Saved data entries
════════════════

//! Latency ranking of the candidate pool

use std::sync::Arc;
use std::time::Duration;

use futures::future::join_all;
use tracing::{debug, info};

use super::adapter::ProxyAdapter;

/// Dial timeout used when ranking a freshly fetched pool
pub const DEFAULT_PROBE_TIMEOUT: Duration = Duration::from_secs(2);

/// Probe every candidate concurrently, sort ascending by latency and drop
/// the ones that did not answer within `timeout`.
///
/// The result may be empty.
pub async fn rank(
    mut candidates: Vec<Arc<dyn ProxyAdapter>>,
    timeout: Duration,
) -> Vec<Arc<dyn ProxyAdapter>> {
    info!("Testing latency of {} proxies", candidates.len());

    join_all(
        candidates
            .iter()
            .map(|candidate| candidate.measure_latency(timeout)),
    )
    .await;

    candidates.sort_by_key(|candidate| candidate.latency());

    while let Some(worst) = candidates.last() {
        if worst.latency() <= timeout {
            break;
        }
        debug!("Excluding proxy {}", worst.identity());
        candidates.pop();
    }

    candidates
}

#[cfg(test)]
pub(crate) mod tests {
    use super::*;
    use crate::error::Result;
    use crate::proxy::adapter::UNREACHABLE;
    use async_trait::async_trait;
    use parking_lot::Mutex;
    use std::path::Path;
    use std::sync::atomic::{AtomicUsize, Ordering};

    /// Adapter with a scripted latency; never launches anything
    pub(crate) struct FixedLatency {
        name: String,
        scripted: Duration,
        measured: Mutex<Duration>,
        pub probes: AtomicUsize,
    }

    impl FixedLatency {
        pub(crate) fn new(name: &str, scripted: Duration) -> Arc<Self> {
            Arc::new(Self {
                name: name.to_string(),
                scripted,
                measured: Mutex::new(UNREACHABLE),
                probes: AtomicUsize::new(0),
            })
        }
    }

    #[async_trait]
    impl ProxyAdapter for FixedLatency {
        fn identity(&self) -> String {
            self.name.clone()
        }

        fn executable(&self) -> &Path {
            Path::new("/bin/true")
        }

        fn command_line(&self) -> Vec<String> {
            vec![self.name.clone()]
        }

        fn latency(&self) -> Duration {
            *self.measured.lock()
        }

        async fn measure_latency(&self, timeout: Duration) -> Duration {
            self.probes.fetch_add(1, Ordering::SeqCst);
            let latency = if self.scripted > timeout {
                UNREACHABLE
            } else {
                self.scripted
            };
            *self.measured.lock() = latency;
            latency
        }

        async fn start(&self) -> Result<()> {
            Ok(())
        }

        async fn stop(&self) {}

        fn is_running(&self) -> bool {
            false
        }
    }

    fn names(pool: &[Arc<dyn ProxyAdapter>]) -> Vec<String> {
        pool.iter().map(|c| c.identity()).collect()
    }

    #[tokio::test]
    async fn test_rank_sorts_and_drops_unreachable() {
        let timeout = Duration::from_millis(2000);
        let a = FixedLatency::new("a", Duration::from_millis(300));
        let b = FixedLatency::new("b", Duration::from_millis(5000));
        let c = FixedLatency::new("c", Duration::from_millis(40));
        let d = FixedLatency::new("d", Duration::from_millis(2000));
        let e = FixedLatency::new("e", Duration::from_millis(120));

        let pool: Vec<Arc<dyn ProxyAdapter>> =
            vec![a.clone(), b.clone(), c.clone(), d.clone(), e.clone()];
        let ranked = rank(pool, timeout).await;

        assert_eq!(names(&ranked), vec!["c", "e", "a", "d"]);
        for candidate in [&a, &b, &c, &d, &e] {
            assert_eq!(candidate.probes.load(Ordering::SeqCst), 1);
        }
        assert!(ranked.iter().all(|c| c.latency() <= timeout));
    }

    #[tokio::test]
    async fn test_rank_all_unreachable_yields_empty() {
        let pool: Vec<Arc<dyn ProxyAdapter>> = vec![
            FixedLatency::new("a", Duration::from_secs(9)),
            FixedLatency::new("b", Duration::from_secs(3)),
        ];

        let ranked = rank(pool, Duration::from_secs(2)).await;
        assert!(ranked.is_empty());
    }

    #[tokio::test]
    async fn test_rank_empty_pool() {
        let ranked = rank(Vec::new(), DEFAULT_PROBE_TIMEOUT).await;
        assert!(ranked.is_empty());
    }

    #[tokio::test]
    async fn test_rank_keeps_order_of_equal_latencies() {
        let pool: Vec<Arc<dyn ProxyAdapter>> = vec![
            FixedLatency::new("first", Duration::from_millis(50)),
            FixedLatency::new("second", Duration::from_millis(50)),
            FixedLatency::new("third", Duration::from_millis(10)),
        ];

        let ranked = rank(pool, DEFAULT_PROBE_TIMEOUT).await;
        assert_eq!(names(&ranked), vec!["third", "first", "second"]);
    }
}
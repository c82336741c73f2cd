//! Failover orchestrator
//!
//! Runs the candidate at the head of the queue, supervises it with health
//! checks and rotates to the next candidate when it fails:
//!
//! ```text
//! Selecting -> Starting -> WarmingUp -> FastHealthCheck -> Healthy
//!     ^            |                          |               |
//!     |            +--------------------------+---------------+
//!     |                                       v
//!     +------------------------------------ Rotating
//! ```
//!
//! `Stopped` is reached on shutdown, `Exhausted` when the queue is empty.

use std::sync::Arc;
use std::time::Duration;

use tokio::sync::watch;
use tokio::time::{interval_at, sleep, Instant, MissedTickBehavior};
use tracing::{debug, info, instrument, warn};

use crate::config::Config;
use crate::error::{PassError, Result};
use crate::proxy::health::{HealthProber, ProbeConnector};
use crate::proxy::port::{wait_port_free, PortProbe};
use crate::proxy::queue::{Selection, SharedQueue};
use crate::proxy::ProxyAdapter;
use crate::shutdown::cancelled;

/// Orchestrator state machine states
#[derive(Debug, Clone, Copy, PartialEq, Eq)]
pub enum FailoverState {
    Selecting,
    Starting,
    WarmingUp,
    FastHealthCheck,
    Healthy,
    Rotating,
    Stopped,
    Exhausted,
}

impl FailoverState {
    pub fn as_str(&self) -> &'static str {
        match self {
            Self::Selecting => "selecting",
            Self::Starting => "starting",
            Self::WarmingUp => "warming_up",
            Self::FastHealthCheck => "fast_health_check",
            Self::Healthy => "healthy",
            Self::Rotating => "rotating",
            Self::Stopped => "stopped",
            Self::Exhausted => "exhausted",
        }
    }

    pub fn is_terminal(&self) -> bool {
        matches!(self, Self::Stopped | Self::Exhausted)
    }
}

impl std::fmt::Display for FailoverState {
    fn fmt(&self, f: &mut std::fmt::Formatter<'_>) -> std::fmt::Result {
        write!(f, "{}", self.as_str())
    }
}

/// Published on every transition
#[derive(Debug, Clone, PartialEq, Eq)]
pub struct StateUpdate {
    pub state: FailoverState,
    /// Identity of the candidate the state applies to
    pub candidate: Option<String>,
}

/// Orchestrator timings and health-check parameters
#[derive(Debug, Clone)]
pub struct OrchestratorConfig {
    /// Shared local listening port
    pub local_port: u16,
    /// Pause after start before the first health check
    pub settle_delay: Duration,
    /// Pause before moving on to the next candidate
    pub rotate_backoff: Duration,
    /// Poll interval while waiting for the local port to be released
    pub port_poll_interval: Duration,
    /// Health-check targets
    pub health_urls: Vec<String>,
    /// Steady-state tick, also the pause between retry rounds
    pub health_interval: Duration,
    /// Rounds per steady-state health cycle
    pub health_attempts: u32,
}

impl Default for OrchestratorConfig {
    fn default() -> Self {
        Self {
            local_port: 1080,
            settle_delay: Duration::from_secs(5),
            rotate_backoff: Duration::from_secs(2),
            port_poll_interval: Duration::from_secs(2),
            health_urls: vec!["https://www.google.com".to_string()],
            health_interval: Duration::from_secs(60),
            health_attempts: 3,
        }
    }
}

impl OrchestratorConfig {
    pub fn from_config(config: &Config) -> Self {
        Self {
            local_port: config.port,
            health_urls: config.health_check.urls.clone(),
            health_interval: config.health_check_interval(),
            health_attempts: config.health_check.attempts,
            ..Self::default()
        }
    }
}

/// How a single candidate's run ended
enum Outcome {
    /// Candidate failed; `reached_healthy` is true if it passed the fast check
    Failed { reached_healthy: bool },
    Cancelled,
}

/// Consecutive failures since the last candidate that reached `Healthy`
#[derive(Debug, Default)]
struct FailureStreak {
    count: usize,
}

impl FailureStreak {
    /// Record a failed candidate. Returns `true` when every candidate in the
    /// pool has failed in a row without any of them reaching `Healthy`.
    fn record(&mut self, reached_healthy: bool, pool_size: usize) -> bool {
        if reached_healthy {
            self.count = 0;
            return false;
        }

        self.count += 1;
        if pool_size > 0 && self.count >= pool_size {
            self.count = 0;
            return true;
        }
        false
    }
}

/// Drives the start -> supervise -> rotate cycle over the shared queue
pub struct FailoverOrchestrator {
    config: OrchestratorConfig,
    queue: SharedQueue,
    connector: Arc<dyn ProbeConnector>,
    port_probe: Arc<dyn PortProbe>,
    state_tx: watch::Sender<StateUpdate>,
}

impl FailoverOrchestrator {
    pub fn new(
        config: OrchestratorConfig,
        queue: SharedQueue,
        connector: Arc<dyn ProbeConnector>,
        port_probe: Arc<dyn PortProbe>,
    ) -> Self {
        let (state_tx, _) = watch::channel(StateUpdate {
            state: FailoverState::Selecting,
            candidate: None,
        });

        Self {
            config,
            queue,
            connector,
            port_probe,
            state_tx,
        }
    }

    /// Watch state transitions
    pub fn subscribe(&self) -> watch::Receiver<StateUpdate> {
        self.state_tx.subscribe()
    }

    pub fn queue(&self) -> &SharedQueue {
        &self.queue
    }

    /// Run until shutdown (`Ok`) or until the queue is empty
    /// (`Err(NoCandidatesAvailable)`).
    #[instrument(skip(self, shutdown), fields(port = self.config.local_port))]
    pub async fn run(&self, mut shutdown: watch::Receiver<bool>) -> Result<()> {
        let mut streak = FailureStreak::default();

        loop {
            if *shutdown.borrow() {
                self.publish(FailoverState::Stopped, None);
                return Ok(());
            }

            self.publish(FailoverState::Selecting, None);
            let Some(selection) = self.queue.head() else {
                self.publish(FailoverState::Exhausted, None);
                return Err(PassError::NoCandidatesAvailable);
            };
            let candidate = selection.candidate.clone();
            let identity = candidate.identity();

            let reached_healthy = match self.supervise(&candidate, &mut shutdown).await? {
                Outcome::Cancelled => {
                    info!("Stopping proxy {} on shutdown", identity);
                    candidate.stop().await;
                    self.publish(FailoverState::Stopped, Some(identity));
                    return Ok(());
                }
                Outcome::Failed { reached_healthy } => reached_healthy,
            };

            self.publish(FailoverState::Rotating, Some(identity.clone()));
            if !self.rotate(&selection, &mut shutdown).await {
                self.publish(FailoverState::Stopped, None);
                return Ok(());
            }

            let pool_size = self.queue.len();
            if streak.record(reached_healthy, pool_size) {
                warn!(
                    "All {} proxies failed in a full rotation, cycling again",
                    pool_size
                );
            }
        }
    }

    /// Start a candidate and supervise it until it fails or shutdown
    async fn supervise(
        &self,
        candidate: &Arc<dyn ProxyAdapter>,
        shutdown: &mut watch::Receiver<bool>,
    ) -> Result<Outcome> {
        let identity = candidate.identity();

        self.publish(FailoverState::Starting, Some(identity.clone()));
        info!("Starting proxy {}", identity);
        debug!(cmd = %candidate.command_line().join(" "), "Proxy command line");
        if let Err(e) = candidate.start().await {
            warn!("Failed to start proxy {}: {}", identity, e);
            return Ok(Outcome::Failed {
                reached_healthy: false,
            });
        }
        info!("Proxy {} started", identity);

        self.publish(FailoverState::WarmingUp, Some(identity.clone()));
        tokio::select! {
            _ = sleep(self.config.settle_delay) => {}
            _ = cancelled(shutdown) => return Ok(Outcome::Cancelled),
        }

        self.publish(FailoverState::FastHealthCheck, Some(identity.clone()));
        let probe = match self.connector.connect(self.config.local_port) {
            Ok(probe) => probe,
            Err(e) => {
                candidate.stop().await;
                return Err(e);
            }
        };
        let prober = HealthProber::new(
            probe,
            self.config.health_urls.clone(),
            self.config.health_interval,
        );

        tokio::select! {
            result = prober.check(1) => {
                if let Err(e) = result {
                    info!("Proxy {} failed startup health-check: {}", identity, e);
                    return Ok(Outcome::Failed { reached_healthy: false });
                }
            }
            _ = cancelled(shutdown) => return Ok(Outcome::Cancelled),
        }

        self.publish(FailoverState::Healthy, Some(identity.clone()));
        info!(
            "Proxy {} healthy, checking every {}s",
            identity,
            self.config.health_interval.as_secs()
        );

        let mut ticker = interval_at(
            Instant::now() + self.config.health_interval,
            self.config.health_interval,
        );
        ticker.set_missed_tick_behavior(MissedTickBehavior::Delay);

        loop {
            tokio::select! {
                _ = ticker.tick() => {}
                _ = cancelled(shutdown) => return Ok(Outcome::Cancelled),
            }

            tokio::select! {
                result = prober.check(self.config.health_attempts) => {
                    if let Err(e) = result {
                        info!("Stopping proxy {} due to failed health-check: {}", identity, e);
                        return Ok(Outcome::Failed { reached_healthy: true });
                    }
                }
                _ = cancelled(shutdown) => return Ok(Outcome::Cancelled),
            }
        }
    }

    /// Stop the failed candidate, wait for the port, back off and move it to
    /// the tail. Returns `false` if shutdown interrupted the rotation.
    async fn rotate(&self, failed: &Selection, shutdown: &mut watch::Receiver<bool>) -> bool {
        failed.candidate.stop().await;

        if !wait_port_free(
            self.port_probe.as_ref(),
            self.config.local_port,
            self.config.port_poll_interval,
            shutdown,
        )
        .await
        {
            return false;
        }

        tokio::select! {
            _ = sleep(self.config.rotate_backoff) => {}
            _ = cancelled(shutdown) => return false,
        }

        if !self.queue.rotate(failed) {
            debug!("Proxy pool was replaced, starting from the new head");
        }
        info!("Trying next proxy");
        true
    }

    fn publish(&self, state: FailoverState, candidate: Option<String>) {
        debug!(state = %state, candidate = ?candidate, "Failover state changed");
        self.state_tx.send_replace(StateUpdate { state, candidate });
    }
}
//! Long-running services

pub mod orchestrator;
pub mod refresher;
pub mod service;

pub use orchestrator::{FailoverOrchestrator, FailoverState, OrchestratorConfig, StateUpdate};
pub use refresher::SubscriptionRefresher;
pub use service::Service;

════════════════

Your goal: Tally every line of the data that holds the word "FastHealthCheck" and write the count alone.

Expected output: 4